§ **Required work**: Select the lines of the records containing the word "static" and list them.
─── Dataset records
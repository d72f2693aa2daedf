pub mod cache;
pub mod config;
pub mod error;
pub mod gateway;
pub mod observability;
pub mod webhook;

pub use error::{AppError, Result};
pub use webhook::{Outcome, WebhookProcessor};
use metrics::{counter, describe_counter, describe_histogram, histogram, Unit};
use metrics_exporter_prometheus::{PrometheusBuilder, PrometheusHandle};
use std::sync::OnceLock;
use std::time::Instant;

static METRICS_HANDLE: OnceLock<PrometheusHandle> = OnceLock::new();

/// Global metrics instance.
pub static METRICS: OnceLock<Metrics> = OnceLock::new();

/// Metrics collector for webhook processing.
#[derive(Debug, Clone, Default)]
pub struct Metrics;

impl Metrics {
    pub fn new() -> Self {
        Self
    }

    pub fn record_webhook_outcome(&self, outcome: &str) {
        counter!("webhook_events_total", "outcome" => outcome.to_string()).increment(1);
    }

    pub fn record_webhook_duration(&self, duration_ms: f64) {
        histogram!("webhook_processing_duration_ms").record(duration_ms);
    }

    pub fn record_cache_operation(&self, operation: &str, duration_ms: f64, success: bool) {
        counter!("webhook_cache_operations_total", "operation" => operation.to_string(), "success" => success.to_string()).increment(1);
        histogram!("webhook_cache_operation_duration_ms", "operation" => operation.to_string()).record(duration_ms);
    }
}

/// Timer for measuring operation latency.
pub struct LatencyTimer {
    start: Instant,
}

impl LatencyTimer {
    pub fn new() -> Self {
        Self {
            start: Instant::now(),
        }
    }

    pub fn elapsed_ms(&self) -> f64 {
        self.start.elapsed().as_secs_f64() * 1000.0
    }
}

impl Default for LatencyTimer {
    fn default() -> Self {
        Self::new()
    }
}

/// Installs the Prometheus recorder once and returns its handle.
pub fn init_metrics() -> Result<PrometheusHandle, metrics_exporter_prometheus::BuildError> {
    if let Some(handle) = METRICS_HANDLE.get() {
        return Ok(handle.clone());
    }

    let handle = PrometheusBuilder::new().install_recorder()?;
    describe_metrics();
    METRICS.get_or_init(Metrics::new);

    Ok(METRICS_HANDLE.get_or_init(|| handle).clone())
}

fn describe_metrics() {
    describe_counter!("webhook_events_total", Unit::Count, "Webhook events by outcome");
    describe_histogram!("webhook_processing_duration_ms", Unit::Milliseconds, "End-to-end webhook processing latency in milliseconds");
    describe_counter!("webhook_cache_operations_total", Unit::Count, "Total cache store operations");
    describe_histogram!("webhook_cache_operation_duration_ms", Unit::Milliseconds, "Cache store operation latency in milliseconds");
}

/// Returns the global metrics instance.
pub fn get_metrics() -> &'static Metrics {
    METRICS.get_or_init(Metrics::new)
}
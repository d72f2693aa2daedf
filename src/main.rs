use std::sync::Arc;
use tracing::{error, info};
use webhook_idempotency::cache::RedisCacheStore;
use webhook_idempotency::config::Settings;
use webhook_idempotency::error::AppError;
use webhook_idempotency::gateway::{PaymentRequest, SimulatedGateway};
use webhook_idempotency::observability::{init_logging, init_metrics, redact_url, LogConfig};
use webhook_idempotency::webhook::WebhookProcessor;

/// Parses an `event_id:amount` argument.
fn parse_event(arg: &str) -> Result<(String, PaymentRequest), AppError> {
    let (event_id, amount) = arg
        .rsplit_once(':')
        .ok_or_else(|| AppError::Validation(format!("Expected event_id:amount, got '{}'", arg)))?;
    let amount = amount
        .parse::<i64>()
        .map_err(|e| AppError::Validation(format!("Invalid amount in '{}': {}", arg, e)))?;
    Ok((event_id.to_string(), PaymentRequest::new(amount)))
}

#[tokio::main]
async fn main() -> Result<(), Box<dyn std::error::Error>> {
    let settings = Settings::new()?;
    init_logging(&LogConfig::from(&settings.logging));
    let metrics_handle = init_metrics()?;
    info!("Configuration loaded");

    let events = std::env::args()
        .skip(1)
        .map(|arg| parse_event(&arg))
        .collect::<Result<Vec<_>, _>>()?;

    info!("Connecting to Redis at {}...", redact_url(&settings.redis.url));
    let store = RedisCacheStore::open(&settings.redis.url)?;
    store.ping().await?;
    info!("Redis connection established");

    let processor = WebhookProcessor::with_settings(
        Arc::new(store),
        Arc::new(SimulatedGateway::new()),
        settings.idempotency.clone(),
    );

    for (event_id, request) in &events {
        match processor.process_event(event_id, request).await {
            Ok(outcome) => println!("{}", serde_json::to_string(&outcome)?),
            Err(e) => {
                error!(event_id = %event_id, error = %e, "Webhook event not processed");
                println!(
                    "{}",
                    serde_json::json!({ "status": "error", "event_id": event_id, "error": e.to_string() })
                );
            }
        }
    }

    info!(stats = ?processor.metrics().snapshot(), "Done");
    // Prometheus exposition goes to stderr so stdout stays one JSON outcome per line.
    eprint!("{}", metrics_handle.render());
    Ok(())
}
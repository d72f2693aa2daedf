use crate::error::Result;
use async_trait::async_trait;

/// Remaining lifetime of a cache key.
#[derive(Debug, Clone, Copy, PartialEq, Eq)]
pub enum KeyTtl {
    /// Key does not exist or has expired.
    Missing,
    /// Key exists without an expiry.
    Persistent,
    /// Key expires in this many seconds.
    Expires(u64),
}

impl KeyTtl {
    /// Maps a Redis `TTL` reply (-2 missing, -1 no expiry) to a `KeyTtl`.
    pub fn from_redis_reply(reply: i64) -> Self {
        match reply {
            -1 => KeyTtl::Persistent,
            secs if secs >= 0 => KeyTtl::Expires(secs as u64),
            _ => KeyTtl::Missing,
        }
    }

    pub fn as_seconds(&self) -> Option<u64> {
        match self {
            KeyTtl::Expires(secs) => Some(*secs),
            _ => None,
        }
    }

    pub fn is_missing(&self) -> bool {
        matches!(self, KeyTtl::Missing)
    }
}

/// Key-value store with per-key expiry shared by every processor instance.
///
/// Each call is atomic on its own. Nothing here makes a sequence of calls atomic.
#[async_trait]
pub trait CacheStore: Send + Sync {
    /// Returns the stored value, or `None` if the key is missing or expired.
    async fn get(&self, key: &str) -> Result<Option<Vec<u8>>>;

    /// Stores `value`, replacing any existing value, expiring `ttl_seconds` from now.
    async fn set_with_expiry(&self, key: &str, value: &[u8], ttl_seconds: u64) -> Result<()>;

    async fn ttl(&self, key: &str) -> Result<KeyTtl>;

    /// Stores `value` only if the key does not exist. Returns true if it was stored.
    async fn set_if_absent(&self, key: &str, value: &[u8], ttl_seconds: u64) -> Result<bool>;

    /// Deletes a key. Returns true if something was removed.
    async fn delete(&self, key: &str) -> Result<bool>;
}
──────
§ **Exercise response**:
static METRICS_HANDLE: OnceLock<PrometheusHandle> = OnceLock::new();
pub static METRICS: OnceLock<Metrics> = OnceLock::new();
pub fn get_metrics() -> &'static Metrics {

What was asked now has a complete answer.